所以 Kmin 的大小决定了 RoCE 网络的基础延时,这些缓存中的报文是发送者发出,但未被接收者确认的报文,我们称之为 inflight bytes,约等于延时带宽积。所以,Kmin 的配置规范为小于期望的延时带宽积。有了这个理论基础后,实践测得理论符合实际,还可以根据测得的延时进一步调整该数值。
我们用同样的思路来思考 Kmax,承接刚刚的思路,那就是:Kmax 的配置规范为小于或等于能容忍的延时带宽积。但这次不再这么简单了,因为 Kmax 还决定了图中的斜率。同样决定斜率的还有 Pmax,在讨论 Kmax 和 Pmax 前,我们不得不先介绍下整个 ECN 的理想与现实。
理想状态下,标记概率在定义域 Kmin~Kmax 内的变化是连续的,而且,队列的长度是准确的。但事与愿违,博通芯片 SDK 使用软件轮询的方式测得队列长度,而且将此刻的队列长度与历史值做指数平均,并依此计算标记概率。软件轮询带来的结果是,标记概率在定义域 Kmin~Kmax 内的变化是不连续的,其次,指数平均值会让测得的队列长度是滞后的(当然指数平均也带来了好处,这里不展开)。
这件事带给我们的影响就是,理论推导的 Pmax,甚至 Kmin、Kmax 都被推翻,请继续往下看:理想状态下,一个 25G 端口、单 QP 会话下,最大的有效 Pmax 是多少?
根据 DCQCN 中 NP 的算法,50us 内收到多个 CE 标记包,会被认为只有一个有效包,所以最高的 CE 标记速率应该为 20000 个包每秒(即 1 个包每 50 微秒),依此,我们算得最高有效 Pmax,即是设置的 Pmax 值,如下表所示:我们假设一个 25G 端口、只有一个 QP 会话,此时最高有效 Pmax 是多少?可以根据表格中第 4、5 列计算出最后一列最高有效 Pmax 的值。

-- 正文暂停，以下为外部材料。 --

//! Error types for the semfit library.
//!
//! Three error types reflect three distinct failure modes:
//!
//! * [`SemFitError`] — **Fatal** for the current upload: the document cannot
//!   be resolved, opened or parsed, or an output cannot be written. Returned as
//!   `Err(SemFitError)` from the top-level `analyze*` functions. The shell
//!   halts the upload instead of extracting from empty or garbage text.
//!
//! * [`IndexParseFailure`] — **Non-fatal**, per index: a numeric-looking token
//!   followed the label but did not parse as a number. The index degrades to
//!   "absent" and is listed in [`crate::output::AnalysisOutput::parse_failures`].
//!
//! * [`DiagramError`] — **Non-fatal but user-visible**: the external modeling
//!   tool failed or produced no image. The shell shows a warning and moves on.

use crate::fit_index::FitIndexName;
use std::path::PathBuf;
use thiserror::Error;

/// All fatal errors returned by the semfit library.
#[derive(Debug, Error)]
pub enum SemFitError {
    // ── Input errors ──────────────────────────────────────────────────────
    /// Input file was not found at the given path.
    #[error("PDF file not found: '{path}'\nCheck the path exists and is readable.")]
    FileNotFound { path: PathBuf },

    /// Process does not have read permission on the file.
    #[error("Permission denied reading '{path}'\nTry: chmod +r {path:?}")]
    PermissionDenied { path: PathBuf },

    /// The input string is not a valid file path or URL.
    #[error("Invalid input '{input}': not a file path or a valid HTTP/HTTPS URL")]
    InvalidInput { input: String },

    /// HTTP URL was syntactically valid but download failed.
    #[error("Failed to download '{url}': {reason}")]
    DownloadFailed { url: String, reason: String },

    /// Download exceeded the configured timeout.
    #[error("Download timed out after {secs}s for '{url}'\nIncrease --download-timeout.")]
    DownloadTimeout { url: String, secs: u64 },

    /// The file exists and was read, but is not a PDF.
    #[error("File is not a valid PDF: '{path}'\nFirst bytes: {magic:?}")]
    NotAPdf { path: PathBuf, magic: [u8; 4] },

    // ── PDF errors ────────────────────────────────────────────────────────
    /// PDF header/trailer/xref is corrupt and cannot be parsed.
    #[error("PDF '{path}' could not be read: {detail}")]
    CorruptPdf { path: PathBuf, detail: String },

    /// PDF requires a password but none was provided.
    #[error("PDF '{path}' is encrypted and requires a password.\nProvide it with --password <PASSWORD>.")]
    PasswordRequired { path: PathBuf },

    /// A password was provided but it is wrong.
    #[error("Wrong password for PDF '{path}'")]
    WrongPassword { path: PathBuf },

    /// Could not bind to a pdfium library.
    #[error(
        "Failed to bind to pdfium library: {0}\n\n\
Install pdfium system-wide, or set PDFIUM_LIB_PATH=/path/to/libpdfium.\n"
    )]
    PdfiumBindingFailed(String),

    // ── Output errors ─────────────────────────────────────────────────────
    /// plotters failed while drawing the bar chart.
    #[error("Failed to render fit-index chart: {0}")]
    ChartRenderFailed(String),

    /// Could not create or write an output file.
    #[error("Failed to write output file '{path}': {source}")]
    OutputWriteFailed {
        path: PathBuf,
        #[source]
        source: std::io::Error,
    },

    // ── Config errors ─────────────────────────────────────────────────────
    /// Builder validation failed.
    #[error("Invalid configuration: {0}")]
    InvalidConfig(String),

    // ── Catch-all ─────────────────────────────────────────────────────────
    /// Unexpected internal error.
    #[error("Internal error: {0}")]
    Internal(String),
}

impl SemFitError {
    /// True for every failure that means "the uploaded document could not be
    /// read". Extraction must not run after one of these.
    pub fn is_document_read_error(&self) -> bool {
        matches!(
            self,
            SemFitError::FileNotFound { .. }
                | SemFitError::PermissionDenied { .. }
                | SemFitError::InvalidInput { .. }
                | SemFitError::DownloadFailed { .. }
                | SemFitError::DownloadTimeout { .. }
                | SemFitError::NotAPdf { .. }
                | SemFitError::CorruptPdf { .. }
                | SemFitError::PasswordRequired { .. }
                | SemFitError::WrongPassword { .. }
                | SemFitError::PdfiumBindingFailed(_)
        )
    }
}

/// A numeric-looking token that followed an index label but failed to parse.
///
/// Only that one index becomes absent; extraction of the others continues.
#[derive(Debug, Clone, PartialEq, Eq, Error, serde::Serialize)]
#[error("{index}: token {token:?} is not a number")]
pub struct IndexParseFailure {
    pub index: FitIndexName,
    pub token: String,
}

/// Failure of the external diagram generator.
#[derive(Debug, Error)]
pub enum DiagramError {
    /// The modeling program (e.g. `Rscript`) is not installed or not on PATH.
    #[error("Diagram renderer '{program}' was not found.\nInstall R with the lavaan and semPlot packages, or pass --rscript <PATH>.")]
    RendererNotFound { program: String },

    /// The script ran but exited unsuccessfully.
    #[error("Diagram script exited with status {status}: {stderr}")]
    ScriptFailed { status: String, stderr: String },

    /// The script did not finish within the configured timeout.
    #[error("Diagram script timed out after {secs}s")]
    Timeout { secs: u64 },

    /// The script finished but the expected image file is not there.
    #[error("Diagram script finished but produced no image at '{path}'")]
    OutputMissing { path: PathBuf },

    /// The produced file is not a decodable image.
    #[error("Diagram image at '{path}' is invalid: {detail}")]
    InvalidImage { path: PathBuf, detail: String },

    /// Filesystem error around the script or output file.
    #[error("Diagram I/O error: {0}")]
    Io(#[from] std::io::Error),
}

#[cfg(test)]
mod tests {
    use super::*;

    #[test]
    fn corrupt_pdf_is_document_read_error() {
        let e = SemFitError::CorruptPdf {
            path: PathBuf::from("report.pdf"),
            detail: "bad xref".into(),
        };
        assert!(e.is_document_read_error());
        assert!(e.to_string().contains("bad xref"));
    }

    #[test]
    fn output_errors_are_not_document_read_errors() {
        let e = SemFitError::ChartRenderFailed("boom".into());
        assert!(!e.is_document_read_error());
        let e = SemFitError::InvalidConfig("x".into());
        assert!(!e.is_document_read_error());
    }

    #[test]
    fn index_parse_failure_display() {
        let e = IndexParseFailure {
            index: FitIndexName::Cfi,
            token: "-".into(),
        };
        let msg = e.to_string();
        assert!(msg.contains("CFI"), "got: {msg}");
        assert!(msg.contains("\"-\""), "got: {msg}");
    }

    #[test]
    fn diagram_timeout_display() {
        let e = DiagramError::Timeout { secs: 30 };
        assert!(e.to_string().contains("30s"));
    }

    #[test]
    fn diagram_output_missing_display() {
        let e = DiagramError::OutputMissing {
            path: PathBuf::from("sem_diagram.png"),
        };
        assert!(e.to_string().contains("sem_diagram.png"));
    }
}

再回到现实,我们按照推导的数据对表格最后一行进行验证。
对端口限速模拟拥塞,测得稳定时 RoCE 流量 pps=2,227,007,然后选取一组 ECN 配置:Kmin=1cell,Kmax=1400cell,Pmax=1%,理论上来说 Pmax 已经超出最高有效的值了,理论上即使在拥塞时,出口水位也不可能达到 1400cell,所以再设置一个监控项,监控出口水位有没有超过 1400cell(触发式告警,并非轮询,所以不会存在采集不到的情况)这是第一个实验。

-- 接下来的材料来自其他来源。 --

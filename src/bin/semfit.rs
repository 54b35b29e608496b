//! CLI binary for semfit.
//!
//! A thin shim over the library crate: maps CLI flags to `AnalysisConfig`,
//! runs one document through the pipeline and prints the display blocks.

use anyhow::{Context, Result};
use clap::Parser;
use indicatif::{ProgressBar, ProgressStyle};
use semfit::display::{self, DisplayBlock};
use semfit::{
    analyze, generate_diagram, inspect, write_output, AnalysisConfig, AnalysisOutput,
    AnalysisProgressCallback, DiagramError, DiagramSpec, LabelAnchoring, ProgressCallback,
    RscriptRenderer, Stage,
};
use std::io::{self, Write};
use std::path::PathBuf;
use std::sync::Arc;
use std::time::Duration;
use tracing_subscriber::EnvFilter;

// ── ANSI colour helpers (no extra deps) ──────────────────────────────────────

fn green(s: &str) -> String {
    format!("\x1b[32m{s}\x1b[0m")
}
fn red(s: &str) -> String {
    format!("\x1b[31m{s}\x1b[0m")
}
fn yellow(s: &str) -> String {
    format!("\x1b[33m{s}\x1b[0m")
}
fn dim(s: &str) -> String {
    format!("\x1b[2m{s}\x1b[0m")
}
fn bold(s: &str) -> String {
    format!("\x1b[1m{s}\x1b[0m")
}

// ── CLI progress callback using indicatif ────────────────────────────────────

/// Spinner with one log line per finished stage.
struct CliProgressCallback {
    bar: ProgressBar,
}

impl CliProgressCallback {
    fn new() -> Arc<Self> {
        let bar = ProgressBar::new_spinner();
        let style = ProgressStyle::with_template("{spinner:.cyan} {prefix:.bold}  {msg}")
            .unwrap_or_else(|_| ProgressStyle::default_spinner())
            .tick_strings(&["⠋", "⠙", "⠹", "⠸", "⠼", "⠴", "⠦", "⠧", "⠇", "⠏", "⠿"]);
        bar.set_style(style);
        bar.set_prefix("semfit");
        bar.set_message("Starting…");
        bar.enable_steady_tick(Duration::from_millis(80));

        Arc::new(Self { bar })
    }

    fn finish(&self) {
        self.bar.finish_and_clear();
    }
}

impl AnalysisProgressCallback for CliProgressCallback {
    fn on_stage_start(&self, stage: Stage) {
        self.bar.set_message(format!("{stage}…"));
    }

    fn on_stage_complete(&self, stage: Stage, elapsed_ms: u64) {
        self.bar.println(format!(
            "  {} {:<28} {}",
            green("✓"),
            stage.to_string(),
            dim(&format!("{:.2}s", elapsed_ms as f64 / 1000.0)),
        ));
    }

    fn on_document_read(&self, page_count: usize, chars: usize) {
        self.bar.println(format!(
            "  {} {}",
            dim("·"),
            dim(&format!("{page_count} pages, {chars} chars of text")),
        ));
    }

    fn on_stage_error(&self, stage: Stage, error: &str) {
        let first_line = error.lines().next().unwrap_or(error);
        self.bar
            .println(format!("  {} {:<28} {}", red("✗"), stage.to_string(), red(first_line)));
    }
}

const AFTER_HELP: &str = r#"EXAMPLES:
  # Extract fit indices and print the table + text bar chart
  semfit results.pdf

  # Save the bar chart and a self-contained HTML report
  semfit results.pdf --chart fit.svg --html report.html

  # Markdown report (table as a GFM pipe table)
  semfit results.pdf --markdown report.md

  # Also generate the SEM path diagram (requires R + lavaan + semPlot)
  semfit results.pdf --diagram --diagram-output sem_diagram.png

  # Match labels on word boundaries only (NFI no longer matches inside NNFI)
  semfit --word-boundary results.pdf

  # Analyse a PDF from a URL, JSON output
  semfit --json https://example.com/fit_report.pdf > fit.json

  # Inspect PDF metadata only
  semfit --inspect-only results.pdf

RECOGNISED FIT INDICES:
  CFI  TLI  NNFI  NFI  PNFI  RFI  IFI  RNI  RMSEA  SRMR  GFI  MFI  ECVI

  The first number after each label is taken; labels are case-sensitive.
  Indices that appear only inside images cannot be found.

ENVIRONMENT VARIABLES:
  PDFIUM_LIB_PATH   Path to libpdfium (default: system library search path)
  RUST_LOG          Override log filter (e.g. semfit=debug)
  SEMFIT_*          Every flag has an env var, e.g. SEMFIT_PREVIEW_CHARS=500
"#;

/// Extract SEM fit indices from a PDF and visualise them.
#[derive(Parser, Debug)]
#[command(
    name = "semfit",
    version,
    about = "Extract SEM fit indices from a PDF and visualise them",
    long_about = "Extract structural-equation-modeling fit indices (CFI, TLI, RMSEA, SRMR, …) \
from the text of a PDF report. Shows a text preview, a table of all 13 indices and a bar chart \
of the ones found. Optionally generates an SEM path diagram through R's lavaan and semPlot.",
    arg_required_else_help = true,
    color = clap::ColorChoice::Auto,
    after_long_help = AFTER_HELP
)]
struct Cli {
    /// Local PDF file path or HTTP/HTTPS URL.
    input: String,

    /// PDF user password for encrypted documents.
    #[arg(long, env = "SEMFIT_PASSWORD")]
    password: Option<String>,

    /// Characters of extracted text shown in the preview.
    #[arg(long, env = "SEMFIT_PREVIEW_CHARS", default_value_t = 2000)]
    preview_chars: usize,

    /// Require word boundaries around index labels.
    #[arg(long, env = "SEMFIT_WORD_BOUNDARY")]
    word_boundary: bool,

    /// Let the search for a value continue across line breaks.
    #[arg(long, env = "SEMFIT_SPAN_LINES")]
    span_lines: bool,

    /// Write the bar chart as SVG to this file.
    #[arg(long, env = "SEMFIT_CHART")]
    chart: Option<PathBuf>,

    /// Write a self-contained HTML report to this file.
    #[arg(long, env = "SEMFIT_HTML")]
    html: Option<PathBuf>,

    /// Write a Markdown report to this file.
    #[arg(long, env = "SEMFIT_MARKDOWN")]
    markdown: Option<PathBuf>,

    /// Print structured JSON (AnalysisOutput) instead of the text report.
    #[arg(long, env = "SEMFIT_JSON")]
    json: bool,

    /// Generate the SEM path diagram after the analysis.
    #[arg(long, env = "SEMFIT_DIAGRAM")]
    diagram: bool,

    /// Where the diagram PNG is written (overwritten on every run).
    #[arg(long, env = "SEMFIT_DIAGRAM_OUTPUT", default_value = "sem_diagram.png")]
    diagram_output: PathBuf,

    /// Text file with lavaan model syntax replacing the built-in model.
    #[arg(long, env = "SEMFIT_MODEL_FILE")]
    model_file: Option<PathBuf>,

    /// Rscript executable used for the diagram.
    #[arg(long, env = "SEMFIT_RSCRIPT", default_value = "Rscript")]
    rscript: PathBuf,

    /// Diagram script timeout in seconds.
    #[arg(long, env = "SEMFIT_DIAGRAM_TIMEOUT", default_value_t = 120)]
    diagram_timeout: u64,

    /// HTTP download timeout in seconds.
    #[arg(long, env = "SEMFIT_DOWNLOAD_TIMEOUT", default_value_t = 120)]
    download_timeout: u64,

    /// Print PDF metadata only, no analysis.
    #[arg(long)]
    inspect_only: bool,

    /// Disable progress spinner.
    #[arg(long, env = "SEMFIT_NO_PROGRESS")]
    no_progress: bool,

    /// Enable DEBUG-level tracing logs.
    #[arg(short, long, env = "SEMFIT_VERBOSE")]
    verbose: bool,

    /// Suppress all output except errors.
    #[arg(short, long, env = "SEMFIT_QUIET")]
    quiet: bool,
}

#[tokio::main]
async fn main() -> Result<()> {
    let cli = Cli::parse();

    // ── Logging setup ────────────────────────────────────────────────────
    // The spinner covers INFO-level feedback; keep library logs to errors.
    let show_progress = !cli.quiet && !cli.no_progress && !cli.json;
    let filter = if cli.verbose {
        "debug"
    } else if cli.quiet || show_progress {
        "error"
    } else {
        "info"
    };

    tracing_subscriber::fmt()
        .with_env_filter(
            EnvFilter::try_from_default_env().unwrap_or_else(|_| EnvFilter::new(filter)),
        )
        .with_writer(io::stderr)
        .init();

    let progress = if show_progress {
        Some(CliProgressCallback::new())
    } else {
        None
    };
    let config = build_config(&cli, progress.clone())?;

    // ── Inspect-only mode ────────────────────────────────────────────────
    if cli.inspect_only {
        let meta = inspect(&cli.input, &config).await;
        if let Some(ref p) = progress {
            p.finish();
        }
        let meta = meta.context("Failed to inspect PDF")?;

        if cli.json {
            println!(
                "{}",
                serde_json::to_string_pretty(&meta).context("Failed to serialize metadata")?
            );
        } else {
            println!("File:         {}", cli.input);
            if let Some(ref t) = meta.title {
                println!("Title:        {}", t);
            }
            if let Some(ref a) = meta.author {
                println!("Author:       {}", a);
            }
            if let Some(ref s) = meta.subject {
                println!("Subject:      {}", s);
            }
            println!("Pages:        {}", meta.page_count);
            println!("PDF Version:  {}", meta.pdf_version);
            if let Some(ref p) = meta.producer {
                println!("Producer:     {}", p);
            }
            if let Some(ref c) = meta.creator {
                println!("Creator:      {}", c);
            }
        }
        return Ok(());
    }

    // ── Analysis ─────────────────────────────────────────────────────────
    let result = analyze(&cli.input, &config).await;
    if result.is_err() {
        if let Some(ref p) = progress {
            p.finish();
        }
    }
    let output = result.context("Analysis failed")?;

    let mut blocks = display::document_blocks(&output, &config.chart);

    // ── Diagram (only on request) ────────────────────────────────────────
    if cli.diagram {
        let spec = diagram_spec(&cli).await;
        let diagram = match spec {
            Ok(spec) => {
                let renderer =
                    RscriptRenderer::new(&cli.rscript, Duration::from_secs(cli.diagram_timeout));
                generate_diagram(&spec, &renderer, &config).await
            }
            Err(e) => Err(e),
        };
        if let Err(ref e) = diagram {
            tracing::warn!("Diagram generation failed: {}", e);
        }
        blocks.extend(display::diagram_blocks(&diagram));
    }
    if let Some(ref p) = progress {
        p.finish();
    }
    blocks.extend(display::closing_blocks());

    // ── Files ────────────────────────────────────────────────────────────
    if let Some(ref path) = cli.chart {
        match chart_svg(&blocks) {
            Some(svg) => {
                write_output(path, svg.as_bytes())
                    .await
                    .context("Failed to write chart")?;
                report_written(&cli, "chart", path);
            }
            None => {
                if !cli.quiet {
                    eprintln!(
                        "{} No chart written: no drawable fit indices were found",
                        yellow("⚠")
                    );
                }
            }
        }
    }
    if let Some(ref path) = cli.markdown {
        write_output(path, display::render_markdown(&blocks).as_bytes())
            .await
            .context("Failed to write Markdown report")?;
        report_written(&cli, "Markdown report", path);
    }
    if let Some(ref path) = cli.html {
        write_output(path, display::render_html(&blocks).as_bytes())
            .await
            .context("Failed to write HTML report")?;
        report_written(&cli, "HTML report", path);
    }

    // ── Stdout ───────────────────────────────────────────────────────────
    if cli.json {
        let json = serde_json::to_string_pretty(&output).context("Failed to serialise output")?;
        println!("{json}");
    } else if !cli.quiet {
        let stdout = io::stdout();
        let mut handle = stdout.lock();
        handle
            .write_all(display::render_terminal(&blocks).as_bytes())
            .context("Failed to write to stdout")?;
    }

    if !cli.quiet && !cli.json {
        print_summary(&output);
    }

    Ok(())
}

/// Map CLI args to `AnalysisConfig`.
fn build_config(cli: &Cli, progress: Option<Arc<CliProgressCallback>>) -> Result<AnalysisConfig> {
    let anchoring = if cli.word_boundary {
        LabelAnchoring::WordBoundary
    } else {
        LabelAnchoring::Prefix
    };

    let mut builder = AnalysisConfig::builder()
        .anchoring(anchoring)
        .span_lines(cli.span_lines)
        .preview_chars(cli.preview_chars)
        .download_timeout_secs(cli.download_timeout);

    if let Some(ref pwd) = cli.password {
        builder = builder.password(pwd.clone());
    }
    if let Some(cb) = progress {
        builder = builder.progress_callback(cb as ProgressCallback);
    }

    builder.build().context("Invalid configuration")
}

async fn diagram_spec(cli: &Cli) -> Result<DiagramSpec, DiagramError> {
    let mut spec = DiagramSpec::default().with_output_path(&cli.diagram_output);
    if let Some(ref path) = cli.model_file {
        spec = spec.with_model(tokio::fs::read_to_string(path).await?);
    }
    Ok(spec)
}

fn chart_svg(blocks: &[DisplayBlock]) -> Option<&str> {
    blocks.iter().find_map(|b| match b {
        DisplayBlock::Chart { svg, .. } => Some(svg.as_str()),
        _ => None,
    })
}

fn report_written(cli: &Cli, what: &str, path: &std::path::Path) {
    if !cli.quiet {
        eprintln!("{} Wrote {} → {}", green("✔"), what, bold(&path.display().to_string()));
    }
}

fn print_summary(output: &AnalysisOutput) {
    let stats = &output.stats;
    eprintln!(
        "{}  {}/{} indices  {} pages  {}ms",
        if output.is_empty_result() {
            yellow("⚠")
        } else {
            green("✔")
        },
        stats.indices_found,
        semfit::FitIndexName::COUNT,
        stats.page_count,
        stats.total_duration_ms,
    );
    for failure in &output.parse_failures {
        eprintln!("   {} {}", yellow("·"), dim(&failure.to_string()));
    }
}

作为对比,第二个实验使用另一组 ECN 配置,Kmin=800cell,Kmax=1400cell,Pmax=1%,按照之前分析,这一组配置下,出口水位也不会超过 1400cell,因为在 1400cell 水位时,Pmax=1 已经超过最高有效标记概率了。
可是实验结果并不符合预期,第一个实验没有触发告警,通过;第二个却触发告警了。这就意味着在某些时刻,缓存水位超过 1400cell 了!水位是波动的,并没有稳定在某个值!我们大胆猜测其中原因:从缓存队列积压,到得到缓解,这其中有太多地方消耗了时间:队列长度的轮询、指数平均算法、CNP 的生成与转发,甚至于降速后线缆中的数据传输等等。
为解决这一难题,我们另辟蹊径,选择了另外一条路:首先制定了几个小目标,然后通过大量的实验来摸索出验证一套安全可靠的配置。这个方法虽然更野蛮,但很有效。
► 小目标 1:服务器端口吞吐量要在 95% 以上;
► 小目标 2:所有流量场景下交换机 99% 的时间里 PFC 发送速率不得高于 5pps;
► 小目标 3:任意场景下服务器端到端延时不得高于 80us(90% 场景下低于 40us)。
对于流量模型,我们设计筛选后,选用了 50 余种流量,最终我们得到了同时满足这三个小目标的合理参数。
不得不说,DCQCN 很难玩转,参数众多且互有联系,这里也只是提供一些实践规律,欢迎一同深入探讨。